1. Lookout/Listen Out

In the congested environment of the circuit, a good lookout is essential for safety, so you must demand a high standard from your student. In addition, teach him to listen to others’ RT calls to aid Situational Awareness which helps to locate other traffic.

2. Checks

You will have taught your student the Before and After Take-off Checks well before the first circuit lesson so he should be well practised and be able to complete them accurately by this stage; let him do so.

3. RT Procedure

Teach RT procedures progressively and, if necessary, do the RT for your student on the first lesson. Insist on correct phraseology and procedures, concise transmissions and on calls being made in the right places (early or late calls cause confusion). By first solo the student must be completely familiar with the circuit RT procedures and the action in the event of a radio failure.

4. Wake Turbulence

Discuss the hazards associated with wake turbulence and the separation recommended in the current regulations.


  • Take-off into wind

As soon as your student can taxy competently and has learned Effects of Controls, start to teach the take-off. Do so progressively, first the initial part of the take-off, then the lift off (let him learn to use each control in turn, if necessary) and transition to the climb:

1. When cleared by ATC, line up on the centre-line (do not make “allowances” for offset seating) and ensure the nose wheel is straight before braking smoothly to a halt.
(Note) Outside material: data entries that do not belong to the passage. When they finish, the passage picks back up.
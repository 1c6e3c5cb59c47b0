//! Identifier resolution for pricing providers.
//!
//! Each provider names assets in its own identifier space ("bitcoin" on
//! CoinGecko, "btc-bitcoin" on CoinPaprika). An [`IdentifierResolver`] maps
//! symbols into exactly one of those spaces; identifiers are never carried
//! across providers.
//!
//! ```text
//! symbol ──► cache ──hit──────────────────────────────► id
//!              │ miss
//!              ▼
//!           search ──select_candidate──────────────────► id (cached)
//!              │ nothing usable
//!              ▼
//!           listing ──first symbol match───────────────► id (cached)
//!              │ no match
//!              ▼
//!            None
//! ```

mod identifier_resolver;

pub use identifier_resolver::{select_candidate, IdentifierResolver, ResolutionSource, ResolvedId};
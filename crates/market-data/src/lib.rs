//! Coinbridge Market Data Crate
//!
//! Price aggregation for crypto assets: exchange spot prices and currency
//! conversion between crypto assets and fiat currencies.
//!
//! # Overview
//!
//! - Spot prices from Binance, Coinbase, Kraken and KuCoin
//! - Conversion in any direction between crypto and fiat (fiat to fiat excluded)
//! - Per-provider identifier resolution with a search-then-listing fallback
//! - Short-lived price caching shared across requests
//! - Native conversion on a primary provider with a single fallback
//!
//! # Architecture
//!
//! ```text
//!   convert(from, to, amount)
//!            |
//!            v
//! +----------------------+   failure   +----------------------+
//! |  NativeConverter     | ----------> |  ConversionEngine    |
//! |  (CoinMarketCap)     |             |  (CoinGecko/Paprika) |
//! +----------------------+             +----------------------+
//!                                         |             |
//!                                         v             v
//!                              +----------------+ +--------------+
//!                              | Identifier     | | PriceCache   |
//!                              | Resolver+Cache | |              |
//!                              +----------------+ +--------------+
//!                                         |             |
//!                                         v             v
//!                              +-------------------------------+
//!                              |  JsonFetcher (absent on fail) |
//!                              +-------------------------------+
//! ```
//!
//! # Core Types
//!
//! - [`Symbol`] / [`PairKind`] - Normalized codes and pair classification
//! - [`PriceQuote`] - Provider price payload
//! - [`ConversionOutcome`] - Result or structured failure, never a fault
//! - [`DebugTrace`] - Diagnostics attached on request
//! - [`SpotPrice`] - Latest exchange price

pub mod cache;
pub mod client;
pub mod conversion;
pub mod errors;
pub mod exchange;
pub mod models;
pub mod provider;
pub mod resolver;

// Re-export all public types from models
pub use models::{
    CanonicalId, ConversionFailure, ConversionOutcome, ConversionResult, DebugTrace, Exchange,
    PairKind, PriceQuote, ProviderId, SpotPrice, Symbol, FIAT_CURRENCIES, REFERENCE_CURRENCY,
};

pub use cache::{CacheConfig, IdentifierCache, PriceCache, PriceKey};
pub use client::{HttpJsonClient, JsonFetcher};
pub use conversion::{ConversionEngine, CurrencyConverter, FallbackConverter, Priced};
pub use errors::{ConversionError, ErrorCategory, MarketDataError};
pub use exchange::{ExchangeRegistry, SpotPriceProvider};
pub use provider::coingecko::CoinGeckoProvider;
pub use provider::coinmarketcap::CoinMarketCapConverter;
pub use provider::coinpaprika::CoinPaprikaProvider;
pub use provider::{AssetCandidate, NativeConverter, PricingProvider};
pub use resolver::{select_candidate, IdentifierResolver, ResolutionSource, ResolvedId};
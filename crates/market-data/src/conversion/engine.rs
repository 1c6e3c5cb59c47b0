use std::sync::Arc;

use async_trait::async_trait;
use log::{debug, warn};

use super::{failure, success, validate_amount, CurrencyConverter, Priced};
use crate::cache::{IdentifierCache, PriceCache, PriceKey};
use crate::errors::ConversionError;
use crate::models::{
    ConversionOutcome, DebugTrace, PairKind, PriceQuote, Symbol, REFERENCE_CURRENCY,
};
use crate::provider::PricingProvider;
use crate::resolver::{IdentifierResolver, ResolvedId};

/// Conversion against a single pricing provider.
///
/// - crypto → crypto: both priced in USD, `rate = from_usd / to_usd`
/// - crypto → fiat: `rate = price(from, fiat)`
/// - fiat → crypto: `rate = 1 / price(to, fiat)`
/// - fiat → fiat: rejected
pub struct ConversionEngine {
    provider: Arc<dyn PricingProvider>,
    identifiers: IdentifierResolver,
    prices: PriceCache,
}

impl ConversionEngine {
    pub fn new(
        provider: Arc<dyn PricingProvider>,
        identifiers: IdentifierCache,
        prices: PriceCache,
    ) -> Self {
        Self {
            identifiers: IdentifierResolver::new(provider.clone(), identifiers),
            provider,
            prices,
        }
    }

    /// Provider the numbers come from.
    pub fn source(&self) -> &'static str {
        self.provider.id()
    }

    /// Run the conversion, recording every step in `trace`.
    pub async fn convert_traced(
        &self,
        from: &Symbol,
        to: &Symbol,
        amount: f64,
        trace: &mut DebugTrace,
    ) -> Result<Priced, ConversionError> {
        let kind = PairKind::classify(from, to);
        trace.pair_kind = Some(kind);

        if !kind.is_supported() {
            trace.note("Both sides are fiat; fiat->fiat is not supported.");
            return Err(ConversionError::FiatToFiatUnsupported);
        }

        let (from_resolved, to_resolved) = futures::join!(
            self.resolve_side(from, trace.from_is_fiat),
            self.resolve_side(to, trace.to_is_fiat)
        );
        for (symbol, is_fiat, resolved) in [
            (from, trace.from_is_fiat, &from_resolved),
            (to, trace.to_is_fiat, &to_resolved),
        ] {
            match resolved {
                Some(resolved) => trace.note(format!(
                    "Resolved '{}' to '{}' via {}",
                    symbol,
                    resolved.id,
                    resolved.source.as_str()
                )),
                None if !is_fiat => trace.note(format!(
                    "Could not resolve {} identifier for '{}'",
                    self.source(),
                    symbol
                )),
                None => {}
            }
        }
        let from_id = from_resolved.map(|resolved| resolved.id);
        let to_id = to_resolved.map(|resolved| resolved.id);
        trace.from_id = from_id.clone();
        trace.to_id = to_id.clone();

        let priced = match kind {
            PairKind::CryptoToCrypto => {
                let (Some(from_id), Some(to_id)) = (from_id, to_id) else {
                    return Err(ConversionError::MissingIds);
                };
                self.crypto_to_crypto(&from_id, &to_id, amount, trace).await
            }
            PairKind::CryptoToFiat => {
                let from_id = from_id.ok_or(ConversionError::MissingFromId)?;
                self.crypto_to_fiat(&from_id, to, amount, trace).await
            }
            PairKind::FiatToCrypto => {
                let to_id = to_id.ok_or(ConversionError::MissingToId)?;
                self.fiat_to_crypto(from, &to_id, amount, trace).await
            }
            PairKind::FiatToFiat => Err(ConversionError::FiatToFiatUnsupported),
        }?;

        priced.ensure_finite().inspect_err(|_| {
            trace.note(format!(
                "Rate {} and converted {} are not both finite.",
                priced.rate, priced.converted
            ));
        })
    }

    async fn resolve_side(&self, symbol: &Symbol, is_fiat: bool) -> Option<ResolvedId> {
        if is_fiat {
            return None;
        }
        self.identifiers.resolve(symbol).await
    }

    async fn crypto_to_crypto(
        &self,
        from_id: &str,
        to_id: &str,
        amount: f64,
        trace: &mut DebugTrace,
    ) -> Result<Priced, ConversionError> {
        let mut ids = vec![from_id.to_string(), to_id.to_string()];
        ids.dedup();
        let quote = self
            .quote(&ids, &[REFERENCE_CURRENCY.to_string()], trace)
            .await
            .filter(|quote| quote.contains(from_id) && quote.contains(to_id))
            .ok_or(ConversionError::NoPriceUsd)?;

        let from_usd = positive(quote.price(from_id, REFERENCE_CURRENCY));
        let to_usd = positive(quote.price(to_id, REFERENCE_CURRENCY));
        let (Some(from_usd), Some(to_usd)) = (from_usd, to_usd) else {
            return Err(ConversionError::MissingUsdPrices);
        };

        Ok(Priced::from_rate(amount, from_usd / to_usd))
    }

    async fn crypto_to_fiat(
        &self,
        from_id: &str,
        fiat: &Symbol,
        amount: f64,
        trace: &mut DebugTrace,
    ) -> Result<Priced, ConversionError> {
        let rate = self
            .quote(&[from_id.to_string()], &[fiat.key().to_string()], trace)
            .await
            .and_then(|quote| quote.price(from_id, fiat.key()))
            .filter(|rate| rate.is_finite() && *rate >= 0.0)
            .ok_or(ConversionError::NoRateCryptoToFiat)?;

        Ok(Priced::from_rate(amount, rate))
    }

    async fn fiat_to_crypto(
        &self,
        fiat: &Symbol,
        to_id: &str,
        amount: f64,
        trace: &mut DebugTrace,
    ) -> Result<Priced, ConversionError> {
        // One unit of the crypto asset, in the source fiat.
        let price = self
            .quote(&[to_id.to_string()], &[fiat.key().to_string()], trace)
            .await
            .and_then(|quote| quote.price(to_id, fiat.key()))
            .filter(|price| price.is_finite() && *price >= 0.0)
            .ok_or(ConversionError::NoRateFiatToCrypto)?;

        if price == 0.0 {
            return Err(ConversionError::ZeroPrice);
        }

        Ok(Priced {
            rate: 1.0 / price,
            converted: amount / price,
        })
    }

    /// Fetch prices through the cache. Failed fetches are not cached.
    async fn quote(
        &self,
        ids: &[String],
        currencies: &[String],
        trace: &mut DebugTrace,
    ) -> Option<PriceQuote> {
        let key = PriceKey::new(self.source(), ids, currencies);

        let quote = match self.prices.get(&key).await {
            Some(cached) => {
                trace.note(format!("Price cache hit for {}", key));
                Some(cached)
            }
            None => {
                debug!("Fetching prices for {} from {}", key, self.source());
                let fetched = self.provider.prices(ids, currencies).await;
                match &fetched {
                    Some(quote) => self.prices.insert(key, quote.clone()).await,
                    None => warn!("No price data from {} for {}", self.source(), key),
                }
                fetched
            }
        };

        trace.raw = quote.clone();
        quote
    }
}

/// Present and usable as a divisor.
fn positive(price: Option<f64>) -> Option<f64> {
    price.filter(|p| p.is_finite() && *p > 0.0)
}

#[async_trait]
impl CurrencyConverter for ConversionEngine {
    fn name(&self) -> &'static str {
        self.source()
    }

    async fn convert(&self, from: &str, to: &str, amount: f64, debug: bool) -> ConversionOutcome {
        let from = Symbol::parse(from);
        let to = Symbol::parse(to);
        let mut trace = DebugTrace::new(&from, &to, amount);

        if let Err(error) = validate_amount(amount) {
            trace.note("Amount must be a finite, non-negative number.");
            return failure(error, Vec::new(), trace, debug);
        }

        trace.attempts.push(self.source().to_string());
        match self.convert_traced(&from, &to, amount, &mut trace).await {
            Ok(priced) => success(&from, &to, amount, priced, self.source(), trace, debug),
            Err(error) => {
                debug!("Conversion {} -> {} failed: {}", from, to, error);
                failure(error, Vec::new(), trace, debug)
            }
        }
    }
}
Use no more runway than necessary to line up.

2. Release the toe brakes, and apply full power smoothly. Keep straight with nose wheel steering/rudder (looking well ahead), with the yoke held central. Check Ts and Ps and ASI briefly. Teach increasing steering/rudder effectiveness as IAS increases.

3. At 50 kts ease back on the yoke to select the lift-off attitude (nose on the horizon) and allow the aeroplane to fly off the runway. Stress the dangers of either hauling the aeroplane off the ground at low speed or holding it on the ground too long.

4. Maintain the lift–off attitude until approaching 65-70 kts, then select the normal climb attitude.

Note: Effect of premature lift-off



  • The technique for crosswind take-off is the same as that for one into wind with the following additional considerations;
  1. Teach using into-wind aileron (substantial deflection initially, reducing to ailerons neutral for lift-off).
  2. Teach using rudder, as required, to counter any weathercock tendency on the runway.


  • If circuit departure procedures permit it, start to teach the climb after take-off procedures as soon as Exercise 7 is complete and allow the student to practice:
  1. Climb ahead to published altitude/height or point to turn crosswind. (Make allowance for drift, as required, to maintain extended centre-line – use of visual reference and DI; rudder for balance.)
  2. For a crosswind take-off, teach maintaining wings level as the aeroplane weathercocks immediately after lift-off. Allow aeroplane to weathercock naturally to allow for drift.
  3. Climbing turn onto crosswind. (Stress lookout outside as well as into the turn.) Roll out onto heading to allow for drift in order to fly a square pattern.
  4. Level off at circuit altitude and accelerate to pattern speed. (Re-emphasize Progressively Adjust Attitude, Trim and balance.)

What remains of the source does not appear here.